Hexane (n-Hexane) is a chemical made from crude oil. Most of the hexane used in the industry is mixed with similar chemicals in products known as solvents. The major use for solvents containing hexane is to extract vegetable oils from crops such as soybeans. Because cooking oils are processed with solvents containing hexane, very small amounts may be present in these products. They are also used as cleaning agents in the printing, textile, furniture and shoemaking industries. Certain kinds of special glues used in the roofing and the shoe and leather industries also contain hexane. Gasoline contains about 1-3% hexane, so it is released into the air at service stations and in automobile exhaust. Hexane is also present in rubber cement.

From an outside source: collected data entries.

#![cfg(feature = "std")]

use std::{
    cell::{Cell, RefCell},
    fs::{self, File},
    io::{self, Write},
    path::{Path, PathBuf},
};

use arc_array::{
    error::FileErrorKind,
    file::{
        get_contents, mkstemp_full, set_contents, set_contents_full, set_contents_with, FileStat,
        FileSystem, OsFileSystem, SetContentsFlags,
    },
};

fn entries(dir: &Path) -> Vec<String> {
    let mut names: Vec<_> = fs::read_dir(dir)
        .unwrap()
        .map(|entry| entry.unwrap().file_name().into_string().unwrap())
        .collect();
    names.sort();
    names
}

#[test]
fn consistent_write_leaves_no_temp_file() {
    let dir = tempfile::tempdir().unwrap();
    let path = dir.path().join("hello.txt");
    set_contents(&path, b"hello").unwrap();
    assert_eq!(fs::read(&path).unwrap(), b"hello");
    set_contents(&path, b"world, again").unwrap();
    assert_eq!(get_contents(&path).unwrap(), b"world, again");
    assert_eq!(entries(dir.path()), ["hello.txt"]);
}

#[test]
fn direct_write_truncates() {
    let dir = tempfile::tempdir().unwrap();
    let path = dir.path().join("data");
    fs::write(&path, b"a much longer previous content").unwrap();
    set_contents_full(&path, b"short", SetContentsFlags::NONE, 0o644).unwrap();
    assert_eq!(fs::read(&path).unwrap(), b"short");
    set_contents_full(&path, b"", SetContentsFlags::DURABLE, 0o644).unwrap();
    assert!(fs::read(&path).unwrap().is_empty());
}

#[cfg(unix)]
#[test]
fn consistent_write_keeps_mode() {
    use std::os::unix::fs::PermissionsExt;

    let dir = tempfile::tempdir().unwrap();
    let path = dir.path().join("secret");
    fs::write(&path, b"old").unwrap();
    fs::set_permissions(&path, fs::Permissions::from_mode(0o600)).unwrap();
    let flags = SetContentsFlags::CONSISTENT | SetContentsFlags::DURABLE;
    set_contents_full(&path, b"new", flags, 0o666).unwrap();
    let mode = fs::metadata(&path).unwrap().permissions().mode();
    assert_eq!(mode & 0o777, 0o600);
}

#[cfg(unix)]
#[test]
fn direct_write_to_symlink_replaces_link() {
    let dir = tempfile::tempdir().unwrap();
    let target = dir.path().join("target");
    let link = dir.path().join("link");
    fs::write(&target, b"target").unwrap();
    std::os::unix::fs::symlink(&target, &link).unwrap();
    set_contents_full(&link, b"replaced", SetContentsFlags::NONE, 0o644).unwrap();
    // the write falls back to rename, which replaces the link itself
    assert!(!fs::symlink_metadata(&link).unwrap().file_type().is_symlink());
    assert_eq!(fs::read(&link).unwrap(), b"replaced");
    assert_eq!(fs::read(&target).unwrap(), b"target");
}

#[test]
fn open_error_reports_file_name() {
    let dir = tempfile::tempdir().unwrap();
    let path = dir.path().join("missing").join("file");
    let err = set_contents_full(&path, b"x", SetContentsFlags::NONE, 0o644).unwrap_err();
    assert_eq!(err.kind(), FileErrorKind::NotFound);
    assert!(err.message().starts_with("Failed to open file “"), "{err}");
    let err = set_contents(&path, b"x").unwrap_err();
    assert_eq!(err.kind(), FileErrorKind::NotFound);
    assert!(err.message().starts_with("Failed to create file “"), "{err}");
    let err = get_contents(&path).unwrap_err();
    assert_eq!(err.kind(), FileErrorKind::NotFound);
}

#[test]
fn mkstemp_creates_unique_files() {
    let dir = tempfile::tempdir().unwrap();
    let template = dir.path().join("tmp-XXXXXX.log");
    let (first, _) = mkstemp_full(&template, 0o600).unwrap();
    let (second, _) = mkstemp_full(&template, 0o600).unwrap();
    assert_ne!(first, second);
    for path in [&first, &second] {
        let name = path.file_name().unwrap().to_str().unwrap();
        assert!(name.starts_with("tmp-") && name.ends_with(".log"), "{name}");
        assert!(!name.contains("XXXXXX"));
    }
    let err = mkstemp_full(dir.path().join("no-placeholder"), 0o600).unwrap_err();
    assert_eq!(err.kind(), FileErrorKind::InvalidArgument);
}

#[derive(Debug, Clone, Copy, PartialEq, Eq)]
enum Step {
    Write,
    Fsync,
    Close,
    Rename,
}

/// Real file system failing at a chosen step, recording the calls made.
#[derive(Debug)]
struct FailingFs {
    fail: Option<Step>,
    /// 1-based index of the `write` call that fails.
    failing_write: usize,
    writes: Cell<usize>,
    calls: RefCell<Vec<String>>,
}

impl FailingFs {
    fn new(fail: Option<Step>) -> Self {
        Self {
            fail,
            failing_write: 1,
            writes: Cell::new(0),
            calls: RefCell::new(Vec::new()),
        }
    }

    fn failing_write(nth: usize) -> Self {
        Self {
            failing_write: nth,
            ..Self::new(Some(Step::Write))
        }
    }

    fn check(&self, step: Step) -> io::Result<()> {
        self.calls.borrow_mut().push(format!("{step:?}"));
        if step == Step::Write {
            self.writes.set(self.writes.get() + 1);
            if self.writes.get() != self.failing_write {
                return Ok(());
            }
        }
        if self.fail == Some(step) {
            return Err(io::Error::new(io::ErrorKind::Other, "injected failure"));
        }
        Ok(())
    }

    fn called(&self, name: &str) -> bool {
        self.calls.borrow().iter().any(|call| call == name)
    }
}

struct FailingFile<'a> {
    file: File,
    fs: &'a FailingFs,
}

impl io::Write for FailingFile<'_> {
    fn write(&mut self, buf: &[u8]) -> io::Result<usize> {
        self.fs.check(Step::Write)?;
        // short writes exercise the write loop
        let len = buf.len().min(3);
        self.file.write(&buf[..len])
    }

    fn flush(&mut self) -> io::Result<()> {
        self.file.flush()
    }
}

impl<'a> FileSystem for &'a FailingFs {
    type File = FailingFile<'a>;

    fn open_nofollow(&self, path: &Path, mode: u32) -> io::Result<Self::File> {
        let file = OsFileSystem.open_nofollow(path, mode)?;
        Ok(FailingFile { file, fs: *self })
    }

    fn create_new(&self, path: &Path, mode: u32) -> io::Result<Self::File> {
        let file = OsFileSystem.create_new(path, mode)?;
        Ok(FailingFile { file, fs: *self })
    }

    fn stat(&self, path: &Path) -> io::Result<FileStat> {
        OsFileSystem.stat(path)
    }

    fn lstat(&self, path: &Path) -> io::Result<FileStat> {
        OsFileSystem.lstat(path)
    }

    fn set_mode(&self, file: &Self::File, mode: u32) -> io::Result<()> {
        OsFileSystem.set_mode(&file.file, mode)
    }

    fn truncate(&self, file: &Self::File) -> io::Result<()> {
        OsFileSystem.truncate(&file.file)
    }

    fn fsync(&self, file: &Self::File) -> io::Result<()> {
        self.check(Step::Fsync)?;
        OsFileSystem.fsync(&file.file)
    }

    fn close(&self, file: Self::File) -> io::Result<()> {
        self.check(Step::Close)?;
        OsFileSystem.close(file.file)
    }

    fn rename(&self, from: &Path, to: &Path) -> io::Result<()> {
        self.check(Step::Rename)?;
        OsFileSystem.rename(from, to)
    }

    fn unlink(&self, path: &Path) -> io::Result<()> {
        self.calls.borrow_mut().push("Unlink".into());
        OsFileSystem.unlink(path)
    }

    fn fsync_dir(&self, dir: &Path) -> io::Result<()> {
        self.calls.borrow_mut().push("FsyncDir".into());
        OsFileSystem.fsync_dir(dir)
    }
}

fn setup() -> (tempfile::TempDir, PathBuf) {
    let dir = tempfile::tempdir().unwrap();
    let path = dir.path().join("config");
    fs::write(&path, b"original").unwrap();
    (dir, path)
}

#[test]
fn consistent_failure_keeps_original() {
    let flags = SetContentsFlags::CONSISTENT | SetContentsFlags::DURABLE;
    for (step, call) in [
        (Step::Write, "write"),
        (Step::Fsync, "fsync"),
        (Step::Close, "close"),
    ] {
        let (dir, path) = setup();
        let failing = FailingFs::new(Some(step));
        let err = set_contents_with(&&failing, &path, b"replacement", flags, 0o644).unwrap_err();
        assert!(
            err.message()
                .contains(&format!("Failed to write file “{}", dir.path().display())),
            "{err}"
        );
        assert!(err.message().contains(&format!("{call}() failed")), "{err}");
        assert_eq!(err.kind(), FileErrorKind::Failed);
        assert_eq!(fs::read(&path).unwrap(), b"original");
        assert!(failing.called("Unlink"));
        assert_eq!(entries(dir.path()), ["config"]);
    }
    let (dir, path) = setup();
    let failing = FailingFs::new(Some(Step::Rename));
    let err = set_contents_with(&&failing, &path, b"replacement", flags, 0o644).unwrap_err();
    assert!(err.message().starts_with("Failed to rename file “"), "{err}");
    assert_eq!(fs::read(&path).unwrap(), b"original");
    assert_eq!(entries(dir.path()), ["config"]);
}

#[test]
fn direct_failure_leaves_partial_content() {
    let (_dir, path) = setup();
    let failing = FailingFs::new(Some(Step::Fsync));
    let err = set_contents_with(&&failing, &path, b"replacement", SetContentsFlags::DURABLE, 0o644)
        .unwrap_err();
    assert!(err.message().contains("fsync() failed"), "{err}");
    assert_eq!(fs::read(&path).unwrap(), b"replacement");
    assert!(!failing.called("Unlink"));
}

#[test]
fn fsync_follows_flags() {
    let (_dir, path) = setup();
    let failing = FailingFs::new(None);
    let flags = SetContentsFlags::CONSISTENT | SetContentsFlags::DURABLE;
    set_contents_with(&&failing, &path, b"durable", flags, 0o644).unwrap();
    assert!(failing.called("Fsync"));
    assert!(failing.called("FsyncDir"));

    let failing = FailingFs::new(None);
    set_contents_with(&&failing, &path, b"consistent", SetContentsFlags::CONSISTENT, 0o644).unwrap();
    assert!(failing.called("Fsync"));
    assert!(!failing.called("FsyncDir"));

    let failing = FailingFs::new(None);
    set_contents_with(&&failing, &path, b"direct", SetContentsFlags::NONE, 0o644).unwrap();
    assert!(!failing.called("Fsync"));

    let dir = tempfile::tempdir().unwrap();
    let new_path = dir.path().join("new");
    let failing = FailingFs::new(None);
    let flags = flags | SetContentsFlags::ONLY_EXISTING;
    set_contents_with(&&failing, &new_path, b"fresh", flags, 0o644).unwrap();
    assert!(!failing.called("Fsync"));
    assert!(!failing.called("FsyncDir"));
    assert_eq!(fs::read(&new_path).unwrap(), b"fresh");
}

#[test]
fn write_failure_mid_stream() {
    let payload = b"replacement";
    // writes are at most 3 bytes long: the third call fails after 6 bytes
    let (_dir, path) = setup();
    let failing = FailingFs::failing_write(3);
    let err = set_contents_with(&&failing, &path, payload, SetContentsFlags::NONE, 0o644)
        .unwrap_err();
    assert!(err.message().contains("write() failed"), "{err}");
    assert_eq!(err.kind(), FileErrorKind::Failed);
    let written = fs::read(&path).unwrap();
    assert!(written.len() < payload.len());
    assert_eq!(written, payload[..written.len()]);
    assert_eq!(written, b"replac");

    let (dir, path) = setup();
    let failing = FailingFs::failing_write(3);
    let flags = SetContentsFlags::CONSISTENT | SetContentsFlags::DURABLE;
    let err = set_contents_with(&&failing, &path, payload, flags, 0o644).unwrap_err();
    assert!(err.message().contains("write() failed"), "{err}");
    assert_eq!(fs::read(&path).unwrap(), b"original");
    assert!(failing.called("Unlink"));
    assert!(!failing.called("Rename"));
    assert_eq!(entries(dir.path()), ["config"]);
}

Herbicides, also commonly known as weed killers, are used to kill unwanted plants. Selective herbicides kill specific targets while leaving the desired crop relatively unharmed. Some of these act by interfering with the growth of the weed and are often synthetic "imitations" of plant hormones. Herbicides that are used to clear waste ground, industrial sites, railways and railway embankments are non-selective and kill all plant material that they come into contact with. Smaller quantities are used in forestry, pasture systems, and management of areas set aside as wildlife habitat.
Fungicides are extensively used in industry, agriculture, and the home and garden for a number of purposes. Fungi can cause serious damage in agriculture, resulting in critical losses of yield, quality and profit. At the end of the season, profit is the greatest concern for farmers, so companies will use fungicides to protect seeds during shipment and storage. Fungicides are chemicals used to cure fungal, mold and slime diseases in gardens, lawns, and crops. They are also used in protection of carpet and fabrics in the home.
Formaldehyde is naturally produced in very small amounts in our bodies as a part of our normal, everyday metabolism and causes us no harm. It can also be found in the air that we breathe at home and at work, in the food we eat, and in some products that we put on our skin. A major source of formaldehyde that we breathe everyday is found in smog in the lower atmosphere. Automobile exhaust from cars without catalytic converters or those using oxygenated gasoline also contain formaldehyde.